Fair bit puzzled by all that I had to admit. Didn't realise that you had to stump up a regular payment of any material kind, prayer being all needed to maintain the connection to the place in my book. As for the playing of it - that left me for dead. (The 'gates of grace' motif though was touching. Must use the image in one's next homily.)

But best not to press in such circs. So I didn't. The Finance Committee came and went, and, it must be said, 'twas all the more tedious for lack of Maurice's usual spirited challenges to the chair over some arcane audit procedure or motion to dismiss various - and seemingly sometimes random - committee members for flagrant, if invisible to all but Maurice, rule violations.

And so then spotting the old man this morning I had to ask "How was Lourdes then?"

"Pretty dull the first day - bit of a procession if you ask me, which you just did - but perked up no end on the second. I love the amateur game though don't you? Bring two villages together, give them their one day of glory and watch them play with a passion to shame the pros."

One had to reel, it made so little sense. Now 'procession' I could grasp, one has seen the very moving photos of crowds of the sick and their helpers wending their way to the salving waters. So why that should be seen as clearly not a good thing was beyond me. And as for the rest, I'm sorry I hadn't a clue.
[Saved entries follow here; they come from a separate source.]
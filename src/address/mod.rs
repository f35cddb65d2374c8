//! Addresses owned by customers.

mod manager;
mod store;

pub use manager::*;
pub use store::*;

use serde::{Deserialize, Serialize};
use validator::Validate;

/// Stored address. `is_primary` is derived from the owner's address book.
#[derive(Clone, Debug, Default, PartialEq, Serialize, sqlx::FromRow)]
pub struct Address {
    pub id: i64,
    pub username: String,
    pub phone_number: String,
    pub full_name: String,
    pub division: String,
    pub district: String,
    pub sub_district: String,
    #[serde(rename = "union")]
    pub union_name: String,
    pub division_slug: String,
    pub district_slug: String,
    pub sub_district_slug: String,
    #[serde(rename = "union_slug")]
    pub union_name_slug: String,
    pub address: String,
    pub longitude: f64,
    pub latitude: f64,
    pub is_primary: bool,
    pub is_deleted: bool,
}

/// Address as sent by its owner.
#[derive(Clone, Debug, Default, PartialEq, Deserialize, Validate)]
pub struct NewAddress {
    #[validate(length(min = 1, message = "phone_number is required"))]
    pub phone_number: String,
    #[validate(length(min = 1, max = 128, message = "full_name is required"))]
    pub full_name: String,
    #[validate(length(min = 1, message = "division is required"))]
    pub division: String,
    #[serde(default)]
    pub district: String,
    #[serde(default)]
    pub sub_district: String,
    #[serde(default, rename = "union")]
    pub union_name: String,
    #[validate(length(min = 1, message = "division_slug is required"))]
    pub division_slug: String,
    #[validate(length(min = 1, message = "district_slug is required"))]
    pub district_slug: String,
    #[serde(default)]
    pub sub_district_slug: String,
    #[serde(default, rename = "union_slug")]
    pub union_name_slug: String,
    #[serde(default)]
    pub address: String,
    #[serde(default)]
    pub longitude: f64,
    #[serde(default)]
    pub latitude: f64,
}

/// Partial update of an [`Address`].
#[derive(Clone, Debug, Default, PartialEq, Deserialize, Validate)]
#[serde(default)]
pub struct AddressPatch {
    pub phone_number: Option<String>,
    #[validate(length(max = 128))]
    pub full_name: Option<String>,
    pub division: Option<String>,
    pub district: Option<String>,
    pub sub_district: Option<String>,
    #[serde(rename = "union")]
    pub union_name: Option<String>,
    pub division_slug: Option<String>,
    pub district_slug: Option<String>,
    pub sub_district_slug: Option<String>,
    #[serde(rename = "union_slug")]
    pub union_name_slug: Option<String>,
    pub address: Option<String>,
    pub longitude: Option<f64>,
    pub latitude: Option<f64>,
}

impl AddressPatch {
    pub fn is_empty(&self) -> bool {
        self == &Self::default()
    }

    /// Text columns paired with their new value.
    fn text_fields(&self) -> [(&'static str, &Option<String>); 11] {
        [
            ("phone_number", &self.phone_number),
            ("full_name", &self.full_name),
            ("division", &self.division),
            ("district", &self.district),
            ("sub_district", &self.sub_district),
            ("union_name", &self.union_name),
            ("division_slug", &self.division_slug),
            ("district_slug", &self.district_slug),
            ("sub_district_slug", &self.sub_district_slug),
            ("union_name_slug", &self.union_name_slug),
            ("address", &self.address),
        ]
    }
}
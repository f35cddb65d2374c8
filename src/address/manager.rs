use std::sync::Arc;

use axum::http::StatusCode;

use super::{Address, AddressPatch, AddressStore, NewAddress};
use crate::error::{Result, ServerError};

pub const MAX_ADDRESSES: i64 = 5;

/// Keeps an owner's address set bounded, with exactly one primary once
/// anything was added.
#[derive(Clone)]
pub struct AddressInvariantManager {
    store: Arc<dyn AddressStore>,
}

impl AddressInvariantManager {
    /// Create a new [`AddressInvariantManager`].
    pub fn new(store: Arc<dyn AddressStore>) -> Self {
        Self { store }
    }

    pub async fn add(&self, owner: &str, address: &NewAddress) -> Result<Vec<Address>> {
        let count = self.store.count(owner).await?;
        if count >= MAX_ADDRESSES {
            return Err(ServerError::validation(format!(
                "Maximum {MAX_ADDRESSES} addresses are allowed"
            )));
        }

        let id = self.store.insert(owner, address, count == 0).await?;
        tracing::debug!(%owner, id, "address added");

        self.store.list(owner).await
    }

    pub async fn set_primary(&self, owner: &str, id: i64) -> Result<Vec<Address>> {
        let addresses = self.store.list(owner).await?;
        let Some(target) = addresses.iter().find(|a| a.id == id) else {
            return Err(ServerError::validation("Unknown address ID"));
        };

        if target.is_primary {
            return Ok(addresses);
        }

        // The address may have been removed since it was listed.
        if self.store.set_primary(owner, id).await? == 0 {
            return Err(ServerError::validation("Unknown address ID"));
        }
        self.store.list(owner).await
    }

    /// Removing the primary leaves the owner without one.
    pub async fn remove(&self, owner: &str, id: i64) -> Result<Vec<Address>> {
        if self.store.soft_delete(owner, id).await? == 0 {
            return Err(ServerError::validation("Address not found"));
        }

        self.store.list(owner).await
    }

    pub async fn update(
        &self,
        owner: &str,
        id: i64,
        patch: &AddressPatch,
    ) -> Result<Vec<Address>> {
        if patch.is_empty() || self.store.update(owner, id, patch).await? == 0 {
            return Err(ServerError::validation("Nothing to update"));
        }

        self.store.list(owner).await
    }

    pub async fn list(&self, owner: &str) -> Result<Vec<Address>> {
        self.store.list(owner).await
    }

    pub async fn primary(&self, owner: &str) -> Result<Address> {
        self.store
            .list(owner)
            .await?
            .into_iter()
            .find(|a| a.is_primary)
            .ok_or_else(|| {
                ServerError::http(StatusCode::EXPECTATION_FAILED, "No default address")
            })
    }
}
Not wanting though to be found wanting, as it were, I fought for anything else to say, coming up somewhat lamely with "Must take you a deuced while to get there."
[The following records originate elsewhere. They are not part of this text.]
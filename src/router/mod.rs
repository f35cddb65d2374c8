//! HTTP API.
pub mod account;
pub mod address;
pub mod public;
pub mod status;

use std::sync::Arc;

use axum::extract::{FromRef, FromRequest, Request};
use axum::routing::{get, patch, post, put};
use axum::{Json, Router, middleware};
use serde::de::DeserializeOwned;
use serde::{Deserialize, Serialize};
use validator::Validate;

use crate::address::AddressInvariantManager;
use crate::captcha::CaptchaGate;
use crate::config::Configuration;
use crate::error::ServerError;
use crate::principal::PrincipalService;

/// JSON body checked with [`Validate`] before reaching the handler.
#[derive(Debug, Clone, Copy, Default)]
pub struct Valid<T>(pub T);

impl<T, S> FromRequest<S> for Valid<T>
where
    T: DeserializeOwned + Validate,
    S: Send + Sync,
{
    type Rejection = ServerError;

    async fn from_request(req: Request, state: &S) -> Result<Self, Self::Rejection> {
        let Json(value) = Json::<T>::from_request(req, state).await?;
        value.validate()?;
        Ok(Valid(value))
    }
}

/// Plain acknowledgement. `otp` is only filled outside production.
#[derive(Debug, Default, PartialEq, Serialize, Deserialize)]
pub struct Message {
    pub message: String,
    #[serde(default, skip_serializing_if = "Option::is_none")]
    pub otp: Option<String>,
}

impl Message {
    pub fn new(message: &str) -> Json<Self> {
        Json(Self {
            message: message.to_owned(),
            otp: None,
        })
    }
}

/// Everything the routes of one principal kind need.
#[derive(Clone)]
pub struct Scope {
    pub service: PrincipalService,
    pub captcha: CaptchaGate,
    pub config: Arc<Configuration>,
}

impl FromRef<Scope> for PrincipalService {
    fn from_ref(scope: &Scope) -> PrincipalService {
        scope.service.clone()
    }
}

/// Unauthenticated flows: onboarding, login, reset and refresh.
pub fn public_router<S>(scope: Scope) -> Router<S>
where
    S: Clone + Send + Sync + 'static,
{
    Router::new()
        .route("/signup", post(public::signup))
        .route("/verify-signup", post(public::verify_signup))
        .route("/login", post(public::login))
        .route("/forgot-password", post(public::forgot_password))
        .route("/set-password", post(public::set_password))
        .route("/token", post(public::token))
        .with_state(scope)
}

/// Routes behind a bearer access token of the scope's kind.
pub fn private_router<S>(scope: Scope) -> Router<S>
where
    S: Clone + Send + Sync + 'static,
{
    Router::new()
        .route(
            "/profile",
            get(account::profile)
                .patch(account::update_profile)
                .delete(account::delete),
        )
        .route("/profile/short", get(account::short_profile))
        .route("/verify-token", get(account::verify_token))
        .route("/password", put(account::update_password))
        .route_layer(middleware::from_fn_with_state(
            scope.service.clone(),
            crate::middleware::authenticate,
        ))
        .with_state(scope)
}

/// Address book of the principals authenticated by `service`.
pub fn address_router<S>(
    manager: AddressInvariantManager,
    service: PrincipalService,
) -> Router<S>
where
    S: Clone + Send + Sync + 'static,
{
    Router::new()
        .route("/", post(address::add))
        .route("/{id}", patch(address::update).delete(address::remove))
        .route("/all", get(address::list))
        .route("/primary", get(address::primary))
        .route("/primary/{id}", post(address::set_primary))
        .route_layer(middleware::from_fn_with_state(
            service,
            crate::middleware::authenticate,
        ))
        .with_state(manager)
}
//! Public instance status.

use std::sync::Arc;

use axum::Json;
use axum::extract::State;
use axum::http::{StatusCode, header};
use axum::response::IntoResponse;
use serde::{Deserialize, Serialize};

use crate::AppState;
use crate::config::{Configuration, Environment};

/// Structured configuration.
#[derive(Debug, Serialize, Deserialize)]
pub struct Status {
    pub name: String,
    pub version: String,
    pub env: Environment,
}

/// Public server status.
pub async fn status(State(config): State<Arc<Configuration>>) -> Json<Status> {
    Json(Status {
        name: config.name.clone(),
        version: config.version().to_owned(),
        env: config.env,
    })
}

/// Prometheus scrape endpoint.
pub async fn metrics(State(state): State<AppState>) -> impl IntoResponse {
    match &state.metrics {
        Some(handle) => (
            StatusCode::OK,
            [(header::CONTENT_TYPE, "text/plain; version=0.0.4")],
            handle.render(),
        )
            .into_response(),
        None => StatusCode::NOT_FOUND.into_response(),
    }
}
"Not at all these days Rector. You'd be amazed. Bus to N, fast train to Town, then a short hop on the Tube and I'm there in under three hours."

Now I may be too long hidden in the rural depths to know much about modern international travel, but even I know that the London Underground does not yet - nor ever likely should - stretch as far as la belle France.
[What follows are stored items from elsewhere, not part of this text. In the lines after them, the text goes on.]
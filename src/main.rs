use tokio::net::TcpListener;
use tokio::signal;

#[tokio::main]
async fn main() {
    warden::telemetry::setup_logging();

    let state = match warden::initialize_state().await {
        Ok(state) => state,
        Err(err) => {
            tracing::error!(error = %err, "cannot start server");
            std::process::exit(1);
        },
    };
    let port = state.config.port;

    let listener = match TcpListener::bind(format!("0.0.0.0:{port}")).await {
        Ok(listener) => listener,
        Err(err) => {
            tracing::error!(error = %err, port, "cannot bind port");
            std::process::exit(1);
        },
    };
    tracing::info!(port, env = ?state.config.env, "server started");

    if let Err(err) = axum::serve(listener, warden::app(state))
        .with_graceful_shutdown(shutdown_signal())
        .await
    {
        tracing::error!(error = %err, "server stopped unexpectedly");
    }
}

/// Resolves on ctrl-c or SIGTERM.
async fn shutdown_signal() {
    let ctrl_c = async {
        if let Err(err) = signal::ctrl_c().await {
            tracing::error!(error = %err, "cannot listen for ctrl-c");
        }
    };

    #[cfg(unix)]
    let terminate = async {
        match signal::unix::signal(signal::unix::SignalKind::terminate()) {
            Ok(mut stream) => {
                stream.recv().await;
            },
            Err(err) => {
                tracing::error!(error = %err, "cannot listen for SIGTERM");
                std::future::pending::<()>().await;
            },
        }
    };

    #[cfg(not(unix))]
    let terminate = std::future::pending::<()>();

    tokio::select! {
        _ = ctrl_c => {},
        _ = terminate => {},
    }

    tracing::info!("gracefully shutting down");
}
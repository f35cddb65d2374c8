//! Onboarding, login, password reset and token refresh.

use axum::Json;
use axum::extract::State;
use axum::http::StatusCode;
use serde::{Deserialize, Serialize};
use validator::{Validate, ValidationError};
use zeroize::{Zeroize, ZeroizeOnDrop};

use super::{Message, Scope, Valid};
use crate::error::Result;
use crate::token::{TOKEN_TYPE, TokenPair};

#[derive(Debug, Validate, Serialize, Deserialize, Zeroize, ZeroizeOnDrop)]
pub struct SignupBody {
    #[validate(length(min = 1, message = "Missing required field(s)"))]
    pub username: String,
    #[validate(length(
        min = 1,
        max = 128,
        message = "Name must be 1 to 128 characters long."
    ))]
    pub full_name: String,
    #[validate(length(min = 1, message = "Missing required field(s)"))]
    pub password: String,
    #[validate(length(min = 1, message = "Missing required field(s)"))]
    pub captcha_id: String,
    #[validate(length(min = 1, message = "Missing required field(s)"))]
    pub captcha_value: String,
}

#[derive(Debug, Validate, Serialize, Deserialize)]
pub struct VerifySignupBody {
    #[validate(length(min = 1, message = "Missing required field(s)"))]
    pub username: String,
    #[validate(length(min = 1, message = "Missing required field(s)"))]
    pub otp: String,
}

#[derive(Debug, Validate, Serialize, Deserialize, Zeroize, ZeroizeOnDrop)]
pub struct LoginBody {
    #[validate(length(min = 1, message = "Missing required field(s)"))]
    pub username: String,
    #[validate(length(min = 1, message = "Missing required field(s)"))]
    pub password: String,
}

#[derive(Debug, Validate, Serialize, Deserialize)]
pub struct ForgotPasswordBody {
    #[validate(length(min = 1, message = "Missing required field(s)"))]
    pub username: String,
    #[validate(length(min = 1, message = "Missing required field(s)"))]
    pub captcha_id: String,
    #[validate(length(min = 1, message = "Missing required field(s)"))]
    pub captcha_value: String,
}

#[derive(Debug, Validate, Serialize, Deserialize, Zeroize, ZeroizeOnDrop)]
pub struct SetPasswordBody {
    #[validate(length(min = 1, message = "Missing required field(s)"))]
    pub username: String,
    #[validate(length(min = 1, message = "Missing required field(s)"))]
    pub otp: String,
    #[validate(length(min = 1, message = "Missing required field(s)"))]
    pub password: String,
}

fn validate_grant_type(grant_type: &str) -> std::result::Result<(), ValidationError> {
    // OAuth 2.0 refresh grant only.
    if grant_type != "refresh_token" {
        return Err(ValidationError::new("invalid_grant_type"));
    }

    Ok(())
}

#[derive(Debug, Validate, Serialize, Deserialize, Zeroize, ZeroizeOnDrop)]
pub struct TokenBody {
    #[validate(custom(
        function = "validate_grant_type",
        message = "\"grant_type\" must be \"refresh_token\"."
    ))]
    pub grant_type: String,
    #[validate(length(min = 1, message = "Missing required field(s)"))]
    pub refresh_token: String,
}

#[derive(Debug, PartialEq, Serialize, Deserialize)]
pub struct TokenResponse {
    pub token_type: String,
    pub access_token: String,
    pub refresh_token: String,
    pub expires_in: i64,
}

impl From<TokenPair> for TokenResponse {
    fn from(pair: TokenPair) -> Self {
        Self {
            token_type: TOKEN_TYPE.to_owned(),
            access_token: pair.access_token,
            refresh_token: pair.refresh_token,
            expires_in: pair.expires_in,
        }
    }
}

/// "OTP sent", revealing the code on non-production instances.
fn otp_sent(scope: &Scope, otp: Option<String>) -> (StatusCode, Json<Message>) {
    let otp = otp.filter(|_| !scope.config.env.is_production());
    (
        StatusCode::CREATED,
        Json(Message {
            message: "OTP sent".to_owned(),
            otp,
        }),
    )
}

pub async fn signup(
    State(scope): State<Scope>,
    Valid(body): Valid<SignupBody>,
) -> Result<(StatusCode, Json<Message>)> {
    scope
        .captcha
        .verify(&body.captcha_id, &body.captcha_value)
        .await?;

    let otp = scope
        .service
        .signup(&body.username, &body.full_name, &body.password)
        .await?;

    Ok(otp_sent(&scope, Some(otp)))
}

pub async fn verify_signup(
    State(scope): State<Scope>,
    Valid(body): Valid<VerifySignupBody>,
) -> Result<Json<Message>> {
    scope.service.verify_signup(&body.username, &body.otp).await?;
    Ok(Message::new("Verified"))
}

pub async fn login(
    State(scope): State<Scope>,
    Valid(body): Valid<LoginBody>,
) -> Result<Json<TokenResponse>> {
    let pair = scope.service.login(&body.username, &body.password).await?;
    Ok(Json(pair.into()))
}

pub async fn forgot_password(
    State(scope): State<Scope>,
    Valid(body): Valid<ForgotPasswordBody>,
) -> Result<(StatusCode, Json<Message>)> {
    scope
        .captcha
        .verify(&body.captcha_id, &body.captcha_value)
        .await?;

    let otp = scope.service.forgot_password(&body.username).await?;
    Ok(otp_sent(&scope, otp))
}

pub async fn set_password(
    State(scope): State<Scope>,
    Valid(body): Valid<SetPasswordBody>,
) -> Result<Json<Message>> {
    scope
        .service
        .set_password(&body.username, &body.otp, &body.password)
        .await?;
    Ok(Message::new("Password set"))
}

pub async fn token(
    State(scope): State<Scope>,
    Valid(body): Valid<TokenBody>,
) -> Result<Json<TokenResponse>> {
    let pair = scope.service.refresh(&body.refresh_token).await?;
    Ok(Json(pair.into()))
}
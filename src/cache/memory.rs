//! In-process cache.
//!
//! Only safe for a single replica: leases and quotas are not shared with
//! other processes.

use std::collections::HashMap;
use std::time::Duration;

use async_trait::async_trait;
use tokio::sync::Mutex;
use tokio::time::Instant;

use super::Cache;
use crate::error::{Result, ToInternal};

#[derive(Debug, Clone)]
struct Entry {
    value: String,
    expires_at: Option<Instant>,
}

impl Entry {
    fn is_live(&self, now: Instant) -> bool {
        self.expires_at.is_none_or(|at| at > now)
    }
}

/// In-memory implementation of [`Cache`].
#[derive(Debug, Default)]
pub struct MemoryCache {
    entries: Mutex<HashMap<String, Entry>>,
}

impl MemoryCache {
    pub fn new() -> Self {
        Self::default()
    }
}

#[async_trait]
impl Cache for MemoryCache {
    async fn set_if_absent(
        &self,
        key: &str,
        value: &str,
        ttl: Duration,
    ) -> Result<bool> {
        let now = Instant::now();
        let mut entries = self.entries.lock().await;

        if entries.get(key).is_some_and(|entry| entry.is_live(now)) {
            return Ok(false);
        }

        entries.insert(
            key.to_owned(),
            Entry {
                value: value.to_owned(),
                expires_at: Some(now + ttl),
            },
        );
        Ok(true)
    }

    async fn get(&self, key: &str) -> Result<Option<String>> {
        let now = Instant::now();
        let mut entries = self.entries.lock().await;

        match entries.get(key) {
            Some(entry) if entry.is_live(now) => Ok(Some(entry.value.clone())),
            Some(_) => {
                entries.remove(key);
                Ok(None)
            },
            None => Ok(None),
        }
    }

    async fn set(
        &self,
        key: &str,
        value: &str,
        ttl: Option<Duration>,
    ) -> Result<()> {
        let expires_at = ttl.map(|ttl| Instant::now() + ttl);
        self.entries.lock().await.insert(
            key.to_owned(),
            Entry {
                value: value.to_owned(),
                expires_at,
            },
        );
        Ok(())
    }

    async fn increment(
        &self,
        key: &str,
        window: Duration,
        ceiling: i64,
    ) -> Result<i64> {
        let now = Instant::now();
        let mut entries = self.entries.lock().await;

        let count = match entries.get(key).filter(|entry| entry.is_live(now)) {
            Some(entry) => entry.value.parse::<i64>().catch()? + 1,
            None => 1,
        };
        if count > ceiling {
            return Ok(ceiling + 1);
        }
        let expires_at = match entries.get(key) {
            Some(entry) if count > 1 => entry.expires_at,
            _ => Some(now + window),
        };

        entries.insert(
            key.to_owned(),
            Entry {
                value: count.to_string(),
                expires_at,
            },
        );
        Ok(count)
    }

    async fn raise(&self, key: &str, value: i64) -> Result<i64> {
        let now = Instant::now();
        let mut entries = self.entries.lock().await;

        let current = match entries.get(key).filter(|entry| entry.is_live(now)) {
            Some(entry) => Some(entry.value.parse::<i64>().catch()?),
            None => None,
        };
        if let Some(current) = current.filter(|current| *current >= value) {
            return Ok(current);
        }

        entries.insert(
            key.to_owned(),
            Entry {
                value: value.to_string(),
                expires_at: None,
            },
        );
        Ok(value)
    }

    async fn delete(&self, key: &str) -> Result<()> {
        self.entries.lock().await.remove(key);
        Ok(())
    }
}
Said so indeed, then wished at once I hadn't. Old Maurice gave me the kind of withering yet pitiful look usually reserved for the poor fool who had tried to last the year as Parish Treasurer without his - Maurice's - backing or support. Happened twice in living memory and on both occasions the respective poor fools failed miserably: the one ending up with a two-stretch for fraud (it was just a technicality, nothing malicious - just very true that there was some serious money missing come Lammas Day) and the other who chose to emigrate rather than face the public's rank opprobrium.

"Since when is St. John's Wood in France then Rector?" thrust Maurice in my very face.

It was then that the the penny dropped and the light shone bright once more. For yes surely this could be the one, true answer. That single tablet of LSD one had taken as a student had indeed - as forewarned it might - so deep-fried the brain that all since had been a continuous, fallacious hallucination. I was not Rector of my own Parish, but a mental patient in some asylum for whom the nurses have long since given up any hope of recovery.

But even hallucinations must be answered, especially the ones positively rocking with mocking laughter in one's - imaginary - High Street, with a throng of cheeky neighbours - dream creatures all for sure but irksome for all that - beginning to gather round.

"I may not have been the sharpest blade in the seminary kitchen drawer," I replied thus most haughtily, "But I can assure you that dear Bernadette Soubirous was never spotted anywhere near North London! So how can your journey to Lourdes have taken you there! Tell me that!"

"Lord's Rector, not Lourdes!", was the howling-with-glee response. "Did you think I were at Lourdes? Ah wait 'til Mildred hears this. She'll be splitting herself."

Oh how we all laughed. All but myself that is.

'Hail Mary,' one silently intoned, 'Full of grace, get me out of this fix please!'

Graceful as ever She is, at once Maurice desisted in his mockery. "Come and have a beer Rector, you looks like you need one, and I'll tell you all about MCC and me. Greatest place in the world - you wait twenty years to get in then are rewarded with some of the hardest seats in Christendom, and most of the worst portraiture in the Western world under one roof. Makes you proud to be British!"